If the test program contains no loops, the result of tool 10 is sound and complete, meaning that there are no spurious witnesses, and if a witness exists, it is found. If the tool 10 uses an under-approximation, it may miss witnesses, so it is sound but not complete. In practice, however, we have found that most tests for memory models 12 do not contain loops.

Our case studies indicate that the tool 10 can be used to quickly and easily run multi-threaded test cases against different memory models. Previous approaches to checking memory models include theorem proving, model checking, constraint solving, and logic programming. Unlike most techniques, the present tool 10 is not bound to a specific memory model.
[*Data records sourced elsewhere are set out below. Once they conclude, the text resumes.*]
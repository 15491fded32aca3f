//! Retry, backoff and deadline behaviour of the upstream client.
//!
//! Runs on a paused clock so backoff delays are asserted exactly without waiting.

use crate::common::{Reply, ScriptedTransport, dispatcher, dispatcher_with, ok, status, test_config};
use freshservice_mcp::ErrorKind;
use freshservice_mcp::dispatcher::InvocationRequest;
use freshservice_mcp::governor::Governor;
use freshservice_mcp::upstream::{
    HttpMethod, MAX_RETRY_AFTER, RetryPolicy, TransportError, UpstreamClient, UpstreamRequest,
};
use serde_json::json;
use std::sync::Arc;
use std::time::Duration;
use tokio::time::Instant;

fn ticket() -> serde_json::Value {
    json!({"ticket": {"id": 1, "subject": "Laptop won't boot"}})
}

#[tokio::test(start_paused = true)]
async fn test_rate_limited_then_success_backs_off() {
    let transport = ScriptedTransport::new()
        .on("/tickets/1", status(429))
        .on("/tickets/1", ok(ticket()));
    let dispatcher = dispatcher(transport);

    let envelope = dispatcher.invoke("get_ticket", json!({"ticket_id": 1})).await;

    assert!(envelope.is_success());
    let calls = dispatcher.client().transport().calls();
    assert_eq!(calls.len(), 2);
    let gap = calls[1].started - calls[0].finished.unwrap();
    assert!(gap >= Duration::from_millis(400), "backoff was {gap:?}");
}

#[tokio::test(start_paused = true)]
async fn test_retry_after_overrides_shorter_backoff() {
    let transport = ScriptedTransport::new()
        .on("/tickets/1", status(429).with_header("Retry-After", "3"))
        .on("/tickets/1", ok(ticket()));
    let dispatcher = dispatcher(transport);

    let envelope = dispatcher.invoke("get_ticket", json!({"ticket_id": 1})).await;

    assert!(envelope.is_success());
    let calls = dispatcher.client().transport().calls();
    let gap = calls[1].started - calls[0].finished.unwrap();
    assert!(gap >= Duration::from_secs(3), "waited only {gap:?}");
}

#[tokio::test(start_paused = true)]
async fn test_server_errors_exhaust_attempt_cap() {
    let transport = ScriptedTransport::new().on("/tickets/1", status(500));
    let mut config = test_config();
    config.max_attempts = 3;
    let dispatcher = dispatcher_with(config, transport);

    let envelope = dispatcher.invoke("get_ticket", json!({"ticket_id": 1})).await;

    let error = envelope.as_error().expect("should fail");
    assert_eq!(error.kind, ErrorKind::UpstreamServerError);
    assert!(!error.retriable, "exhausted retries are terminal");
    assert!(error.message.contains("after 3 attempt(s)"));
    assert_eq!(error.details.as_ref().unwrap()["status"], 500);
    assert_eq!(dispatcher.client().transport().call_count(), 3);
    assert_eq!(dispatcher.client().attempts_made(), 3);
}

#[tokio::test(start_paused = true)]
async fn test_persistent_rate_limit_stays_retriable() {
    let transport = ScriptedTransport::new().on("/departments/4", status(429));
    let mut config = test_config();
    config.max_attempts = 2;
    let dispatcher = dispatcher_with(config, transport);

    let envelope = dispatcher
        .invoke("get_department_by_id", json!({"department_id": 4}))
        .await;

    let error = envelope.as_error().unwrap();
    assert_eq!(error.kind, ErrorKind::UpstreamRateLimited);
    assert!(error.retriable);
    assert_eq!(dispatcher.client().transport().call_count(), 2);
}

#[tokio::test(start_paused = true)]
async fn test_transport_failures_are_retried() {
    let transport = ScriptedTransport::new()
        .on("/assets/12", Reply::Fail(TransportError::Connect("connection reset".into())))
        .on("/assets/12", ok(json!({"asset": {"id": 3, "display_id": 12}})));
    let dispatcher = dispatcher(transport);

    let envelope = dispatcher.invoke("get_asset", json!({"display_id": 12})).await;

    assert_eq!(envelope.as_result().unwrap().data["display_id"], 12);
    assert_eq!(dispatcher.client().transport().call_count(), 2);
}

#[tokio::test(start_paused = true)]
async fn test_exhausted_transport_failure_is_terminal() {
    let transport = ScriptedTransport::new()
        .on("/assets/12", Reply::Fail(TransportError::Connect("no route to host".into())));
    let mut config = test_config();
    config.max_attempts = 2;
    let dispatcher = dispatcher_with(config, transport);

    let envelope = dispatcher.invoke("get_asset", json!({"display_id": 12})).await;

    let error = envelope.as_error().unwrap();
    assert_eq!(error.kind, ErrorKind::TransportFailure);
    assert!(!error.retriable);
    assert!(error.message.contains("no route to host"));
}

#[tokio::test(start_paused = true)]
async fn test_deadline_cuts_retries_short() {
    let transport = ScriptedTransport::new().on("/tickets/1", status(503));
    let dispatcher = dispatcher(transport);

    let envelope = dispatcher
        .dispatch(
            InvocationRequest::new("get_ticket", json!({"ticket_id": 1}))
                .with_timeout(Duration::from_secs(1)),
        )
        .await;

    let error = envelope.as_error().unwrap();
    assert_eq!(error.kind, ErrorKind::UpstreamServerError);
    assert!(error.retriable, "attempts remain, only time ran out");
    let calls = dispatcher.client().transport().call_count();
    assert!((1..5).contains(&calls), "made {calls} calls");
}

#[tokio::test(start_paused = true)]
async fn test_slow_upstream_exceeds_deadline() {
    let transport = ScriptedTransport::new()
        .with_latency(Duration::from_secs(10))
        .on("/tickets/1", ok(ticket()));
    let dispatcher = dispatcher(transport);

    let envelope = dispatcher
        .dispatch(
            InvocationRequest::new("get_ticket", json!({"ticket_id": 1}))
                .with_timeout(Duration::from_secs(2)),
        )
        .await;

    let error = envelope.as_error().unwrap();
    assert_eq!(error.kind, ErrorKind::DeadlineExceeded);
    assert!(error.retriable);

    let calls = dispatcher.client().transport().calls();
    assert_eq!(calls.len(), 1);
    assert!(calls[0].finished.is_none(), "in-flight call is abandoned");
    assert_eq!(dispatcher.client().governor().available_permits(), 8);
}

#[tokio::test(start_paused = true)]
async fn test_oversized_retry_after_is_clamped_not_fatal() {
    let transport = ScriptedTransport::new().on(
        "/tickets/1",
        status(429).with_header("Retry-After", "18446744073709551615"),
    );
    let dispatcher = dispatcher(transport);

    let envelope = dispatcher.invoke("get_ticket", json!({"ticket_id": 1})).await;

    let error = envelope.as_error().expect("should fail without panicking");
    assert_eq!(error.kind, ErrorKind::UpstreamRateLimited);
    assert!(error.retriable);
    assert_eq!(dispatcher.client().transport().call_count(), 1);

    let blocked = dispatcher.client().governor().snapshot().blocked_for;
    assert!(blocked.is_some_and(|wait| wait <= MAX_RETRY_AFTER));
}

#[tokio::test(start_paused = true)]
async fn test_unbounded_timeouts_saturate() {
    let transport = ScriptedTransport::new().on("/tickets/1", ok(ticket()));
    let mut config = test_config();
    config.invocation_timeout = Duration::from_secs(u64::MAX);
    let dispatcher = dispatcher_with(config, transport);

    let envelope = dispatcher.invoke("get_ticket", json!({"ticket_id": 1})).await;
    assert!(envelope.is_success());

    let envelope = dispatcher
        .dispatch(
            InvocationRequest::new("get_ticket", json!({"ticket_id": 1}))
                .with_timeout(Duration::MAX),
        )
        .await;
    assert!(envelope.is_success());
}

#[tokio::test(start_paused = true)]
async fn test_client_with_custom_retry_policy() {
    let transport = ScriptedTransport::new()
        .on("/tickets/1", status(503))
        .on("/tickets/1", ok(ticket()));
    let client = UpstreamClient::new(transport, &test_config(), Arc::new(Governor::default()))
        .with_retry_policy(
            RetryPolicy::default()
                .with_base_delay(Duration::from_secs(2))
                .without_jitter(),
        );

    let response = client
        .execute(
            UpstreamRequest::new(HttpMethod::Get, "/tickets/1"),
            Instant::now() + Duration::from_secs(30),
        )
        .await
        .unwrap();

    assert_eq!(response.status, 200);
    let calls = client.transport().calls();
    assert_eq!(calls.len(), 2);
    let gap = calls[1].started - calls[0].finished.unwrap();
    assert!(gap >= Duration::from_secs(2) && gap < Duration::from_secs(3), "waited {gap:?}");
}
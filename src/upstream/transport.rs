//! The HTTP seam between the upstream client and the network.
//!
//! [`Transport`] performs exactly one HTTP exchange per call. Retries, rate
//! governance and error classification live in [`UpstreamClient`](super::UpstreamClient),
//! so tests substitute a scripted transport without touching any of that logic.

use super::types::{UpstreamRequest, UpstreamResponse};
use crate::error::{BuildError, BuildResult};
use std::future::Future;
use std::time::Duration;

/// Failure to obtain any HTTP response.
#[derive(Debug, Clone, PartialEq, Eq, thiserror::Error)]
pub enum TransportError {
    #[error("request timed out after {0:?}")]
    Timeout(Duration),

    #[error("connection failed: {0}")]
    Connect(String),

    #[error("request failed: {0}")]
    Request(String),
}

/// Performs a single HTTP exchange.
pub trait Transport: Send + Sync {
    /// Send `request` below `api_root`, giving up after `timeout`.
    fn send(
        &self,
        api_root: &str,
        request: &UpstreamRequest,
        timeout: Duration,
    ) -> impl Future<Output = Result<UpstreamResponse, TransportError>> + Send;
}

/// Production transport backed by a pooled `reqwest` client.
#[derive(Debug, Clone)]
pub struct ReqwestTransport {
    client: reqwest::Client,
}

impl ReqwestTransport {
    pub fn new() -> BuildResult<Self> {
        let client = reqwest::Client::builder()
            .user_agent(concat!("freshservice-mcp/", env!("CARGO_PKG_VERSION")))
            .build()
            .map_err(BuildError::HttpClient)?;
        Ok(Self::with_client(client))
    }

    /// Wrap an existing client, e.g. one configured with a proxy.
    pub fn with_client(client: reqwest::Client) -> Self {
        Self { client }
    }
}

impl Transport for ReqwestTransport {
    async fn send(
        &self,
        api_root: &str,
        request: &UpstreamRequest,
        timeout: Duration,
    ) -> Result<UpstreamResponse, TransportError> {
        let mut builder = self
            .client
            .request(request.method.into(), request.url(api_root))
            .timeout(timeout);
        for (name, value) in &request.headers {
            builder = builder.header(name.as_str(), value.as_str());
        }
        if let Some(body) = &request.body {
            builder = builder.json(body);
        }

        let response = builder
            .send()
            .await
            .map_err(|error| classify(error, timeout))?;

        let status = response.status().as_u16();
        let headers = response
            .headers()
            .iter()
            .filter_map(|(name, value)| {
                value
                    .to_str()
                    .ok()
                    .map(|value| (name.as_str().to_ascii_lowercase(), value.to_string()))
            })
            .collect();
        let bytes = response
            .bytes()
            .await
            .map_err(|error| classify(error, timeout))?;

        Ok(UpstreamResponse {
            status,
            headers,
            body: UpstreamResponse::decode_body(&bytes),
        })
    }
}

fn classify(error: reqwest::Error, timeout: Duration) -> TransportError {
    if error.is_timeout() {
        TransportError::Timeout(timeout)
    } else if error.is_connect() {
        TransportError::Connect(error.to_string())
    } else {
        TransportError::Request(error.to_string())
    }
}
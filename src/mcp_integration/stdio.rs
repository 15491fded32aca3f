//! Line-delimited JSON-RPC over stdio.
//!
//! Each inbound line is handled on its own task so slow tool calls do not block
//! `ping` or other invocations; responses are written back as they complete.

use super::core::FreshserviceMcpServer;
use super::protocol::{PARSE_ERROR, error_response};
use crate::upstream::Transport;
use log::{debug, info, warn};
use serde_json::Value;
use std::sync::Arc;
use tokio::io::{AsyncBufRead, AsyncBufReadExt, AsyncWrite, AsyncWriteExt, BufReader};
use tokio::sync::mpsc;

impl<T: Transport + 'static> FreshserviceMcpServer<T> {
    /// Serve JSON-RPC messages read line by line from `reader` until EOF.
    ///
    /// In-flight invocations are drained before returning.
    pub async fn serve_lines<R, W>(self: Arc<Self>, reader: R, mut writer: W) -> std::io::Result<()>
    where
        R: AsyncBufRead + Unpin,
        W: AsyncWrite + Unpin,
    {
        let (tx, mut rx) = mpsc::unbounded_channel::<Value>();

        // The channel closes once the reader and every spawned handler drop their senders.
        let read = async move {
            let mut lines = reader.lines();
            while let Some(line) = lines.next_line().await? {
                if !line.trim().is_empty() {
                    self.clone().spawn_message(&line, tx.clone());
                }
            }
            debug!("Input closed, draining in-flight requests");
            Ok::<_, std::io::Error>(())
        };
        let write = async {
            while let Some(response) = rx.recv().await {
                writer.write_all(response.to_string().as_bytes()).await?;
                writer.write_all(b"\n").await?;
                writer.flush().await?;
            }
            Ok::<_, std::io::Error>(())
        };

        tokio::try_join!(read, write).map(|_| ())
    }

    fn spawn_message(self: Arc<Self>, line: &str, tx: mpsc::UnboundedSender<Value>) {
        let message = match serde_json::from_str::<Value>(line) {
            Ok(message) => message,
            Err(error) => {
                warn!("Discarding unparseable message: {}", error);
                let _ = tx.send(error_response(
                    Value::Null,
                    PARSE_ERROR,
                    format!("parse error: {error}"),
                ));
                return;
            }
        };
        tokio::spawn(async move {
            if let Some(response) = self.handle_message(message).await {
                let _ = tx.send(response);
            }
        });
    }

    /// Run the MCP server using stdio communication
    ///
    /// Reads requests from stdin and writes responses to stdout. Logging must go
    /// to stderr while this runs.
    pub async fn run_stdio(self: Arc<Self>) -> std::io::Result<()> {
        info!(
            "{} {} ready on stdio with {} tools",
            self.server_info.name,
            self.server_info.version,
            self.dispatcher.list_operations().len()
        );
        let stdin = BufReader::new(tokio::io::stdin());
        self.serve_lines(stdin, tokio::io::stdout()).await
    }
}
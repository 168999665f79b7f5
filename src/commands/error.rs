//! Command Errors
//!
//! Every way a command can fail. Handlers return these internally and the
//! dispatcher turns them into `-ERR ...` replies; none of them ever tears
//! down a connection.

use crate::protocol::RespValue;
use crate::storage::StorageError;
use thiserror::Error;

#[derive(Debug, Error, Clone, PartialEq, Eq)]
pub enum CommandError {
    /// Wrong number of arguments for the named command
    #[error("ERR wrong number of arguments for '{0}' command")]
    WrongArity(&'static str),

    /// An argument is not a string payload
    #[error("ERR invalid argument type")]
    InvalidArgument,

    /// No handler is registered under this name
    #[error("ERR unknown command '{0}'")]
    UnknownCommand(String),

    /// The request is not a non-empty array headed by a command name
    #[error("ERR invalid command format")]
    InvalidCommand,

    /// Increment/decrement failure from the string store
    #[error("ERR {0}")]
    Storage(#[from] StorageError),
}

impl From<CommandError> for RespValue {
    fn from(err: CommandError) -> Self {
        RespValue::error(err.to_string())
    }
}
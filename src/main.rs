//! MiniKV server binary.
//!
//! Parses configuration, sets up logging, creates the shared stores and
//! serves RESP clients until Ctrl+C.

use anyhow::Context;
use clap::Parser;
use minikv::commands::CommandHandler;
use minikv::connection::{handle_connection, ConnectionStats};
use minikv::storage::{HashStore, StringStore};
use minikv::Config;
use std::sync::Arc;
use tokio::net::TcpListener;
use tokio::signal;
use tracing::{error, info};
use tracing_subscriber::EnvFilter;

#[tokio::main]
async fn main() -> anyhow::Result<()> {
    let config = Config::parse();

    let filter = EnvFilter::try_from_default_env()
        .or_else(|_| EnvFilter::try_new(&config.log_level))
        .context("invalid log filter")?;

    tracing_subscriber::fmt()
        .with_env_filter(filter)
        .with_target(false)
        .init();

    info!(version = minikv::VERSION, "Starting MiniKV");

    // Shared by every connection for the lifetime of the process.
    let strings = Arc::new(StringStore::new());
    let hashes = Arc::new(HashStore::new());
    let handler = CommandHandler::new(strings, hashes);

    let stats = Arc::new(ConnectionStats::new());

    let listener = TcpListener::bind(config.bind_address())
        .await
        .with_context(|| format!("failed to bind {}", config.bind_address()))?;
    info!("Listening on {}", config.bind_address());

    let shutdown = async {
        if let Err(e) = signal::ctrl_c().await {
            error!(error = %e, "Failed to listen for Ctrl+C");
            std::future::pending::<()>().await;
        }
        info!("Shutdown signal received, stopping server...");
    };

    tokio::select! {
        _ = accept_loop(listener, handler, Arc::clone(&stats)) => {}
        _ = shutdown => {}
    }

    let summary = stats.snapshot();
    info!(
        connections = summary.accepted,
        still_open = summary.active,
        commands = summary.commands,
        protocol_errors = summary.protocol_errors,
        bytes_in = summary.bytes_in,
        bytes_out = summary.bytes_out,
        "Server shutdown complete"
    );
    Ok(())
}

/// Accepts clients forever, spawning one task per connection.
async fn accept_loop(listener: TcpListener, handler: CommandHandler, stats: Arc<ConnectionStats>) {
    loop {
        match listener.accept().await {
            Ok((stream, addr)) => {
                let handler = handler.clone();
                let stats = Arc::clone(&stats);

                tokio::spawn(async move {
                    handle_connection(stream, addr, handler, stats).await;
                });
            }
            Err(e) => {
                error!("Failed to accept connection: {}", e);
            }
        }
    }
}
We have a well-defined interface for specifying a new model, and supporting any memory model that can be defined in terms of constraints over a few simple relations. The present approach is different from previous frameworks in that se support an axiomatic-style of specification, and the tool 10 can handle current model versions.

The present approach permits rapid prototyping of memory models: the user can quickly see the effect of changes on the tests, and the unsatisfiable core helps to identify what constraints, if any, need to be changed to obtain the desired behavior. The tool 10 is designed as an extensible framework for specifying, testing and debugging memory models 12.

The tool 10 takes as inputs the multi-threaded test program 16 with one or more assertions 18; a specification of a memory model 12 in relational logic; and a set of code finitization parameters, such as the number of times to unwind loops and the length of bitvectors used to represent integers. The test program 16 is then finitized (by unwinding loops, inlining method calls, and replacing integers with bitvectors) and translated to relational logic. The resulting constraints are combined with the memory model constraints and handed off to a SAT-based constraint solver 22. If the combined constraints are satisfiable, the program 16 is said to be legal with respect to the memory model 12, and the output of the tool 10 is a concrete witness of legality, expressed in terms of the relations defined by the memory model 12. Otherwise, the program 16 is said to be illegal, and the output is a proof of illegality, expressed as a minimal unsatisfiable core of the combined constraints.

Test program (16): A test program consists of an (implicit) initialization thread and two or more user threads. The initialization thread executes first, writing default values to all shared memory locations referenced in the program. The user threads execute after the initialization has completed, running either in parallel or in a partial order specified by the user. Programs are encoded in a subset of Java™ that includes control flow constructs, the synchronized construct (which generates lock and unlock instructions on a given monitor), method calls, field and array accesses, integer and boolean operations, and assertions.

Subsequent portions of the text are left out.